ABSTRACT

Zhuangzi has long been admired for his philosophical depth and perhaps even more for his unsurpassed literary style. In regard to ethics, however, the general consensus is that Zhuangzi has little to offer. It is often assumed that no genuine ethical point of view can be found in Zhuangzi, and that Zhuangzi is an amoralist if not outright immoral. The great twelfth century Confucian Zhu Xi said that “Laozi still wanted to do something, but Zhuangzi did not want to do anything at all. He even said that he knew what to do but just did not want to do it.” Because Zhuangzi was perceived as someone who shrinks from the task of imposing a moral order on the world, he, as Wing-tsit Chan points out, “was so much rejected by Chinese thinkers that since the fifth century, his doctrines have never been propagated by any outstanding scholar” (1963: 178-9).
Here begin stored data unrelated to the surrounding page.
use rowan::{TextRange, TextSize};

use super::nodes::{ExprNode, NodeArena, StaleNode};
use super::types::Constant;

fn node(v: i32) -> ExprNode {
    ExprNode::constant(Constant::Int(v), TextRange::empty(TextSize::from(0)))
}

#[test]
fn create_and_get() {
    let mut arena = NodeArena::new();
    let a = arena.create(node(1));
    let b = arena.create(node(2));

    assert_eq!(arena.get(a).unwrap().as_constant(), Some(Constant::Int(1)));
    assert_eq!(arena.get(b).unwrap().as_constant(), Some(Constant::Int(2)));
    assert_eq!(arena.live_count(), 2);
}

#[test]
fn take_releases() {
    let mut arena = NodeArena::new();
    let a = arena.create(node(7));

    let taken = arena.take(a).unwrap();

    assert_eq!(taken.as_constant(), Some(Constant::Int(7)));
    assert_eq!(arena.live_count(), 0);
    assert!(arena.get(a).is_err());
}

#[test]
fn stale_handle_does_not_alias_reused_slot() {
    let mut arena = NodeArena::new();
    let old = arena.create(node(1));
    arena.release(old).unwrap();
    let new = arena.create(node(2));

    assert_ne!(old, new);
    assert!(matches!(arena.get(old), Err(StaleNode { index: 0, generation: 0 })));
    assert_eq!(arena.get(new).unwrap().as_constant(), Some(Constant::Int(2)));
}

#[test]
fn double_release_is_an_error() {
    let mut arena = NodeArena::new();
    let a = arena.create(node(1));

    arena.release(a).unwrap();

    assert!(arena.release(a).is_err());
    assert_eq!(arena.live_count(), 0);
}

#[test]
fn release_all_invalidates_everything() {
    let mut arena = NodeArena::new();
    let ids: Vec<_> = (0..4).map(|v| arena.create(node(v))).collect();
    arena.release(ids[1]).unwrap();

    assert_eq!(arena.release_all(), 3);
    assert_eq!(arena.live_count(), 0);
    for id in ids {
        assert!(arena.get(id).is_err());
    }

    let fresh = arena.create(node(9));
    assert_eq!(arena.get(fresh).unwrap().as_constant(), Some(Constant::Int(9)));
}
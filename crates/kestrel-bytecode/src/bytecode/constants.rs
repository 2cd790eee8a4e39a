//! Bytecode format constants.

/// Magic bytes identifying a Kestrel image file.
pub const MAGIC: [u8; 4] = *b"KSTL";

/// Current image format version.
pub const VERSION: u32 = 1;

/// Machine word width in bytes. Operands are little-endian `i32`.
pub const WORD: usize = 4;

/// Size of every instruction: opcode byte + two operand words.
pub const ENTRY_SIZE: usize = 1 + 2 * WORD;

/// Maximum size of the code stream in bytes.
pub const CODE_SIZE: usize = 65536;

/// Default size of the VM stack region in bytes.
pub const STACK_SIZE: usize = 131072;

/// Operand value of a jump whose target is not known yet.
pub const UNKNOWN_ADDR: i32 = i32::MAX;

/// Number of special (built-in) opcodes, occupying opcode values `0..NUM_SPECIAL`.
pub const NUM_SPECIAL: usize = 2;

/// Number of general-purpose registers.
pub const NUM_GENERAL: usize = 6;

/// Size of the image file header.
pub const IMAGE_HEADER_SIZE: usize = 32;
Several modern Western scholars also see in Zhuangzi an ethical relativist or an amoralist. Robert Eno, for example, argues that for Zhuangzi “butchering people might provide much the same spiritual spontaneity as the dao of butchering oxen – as many a samurai might testify” (1996: 142), and Chad Hansen (1992: 290)

says that Zhuangzi is unable to censure even the worst atrocities (such as the Nazi exterminations) beyond saying “it happened”.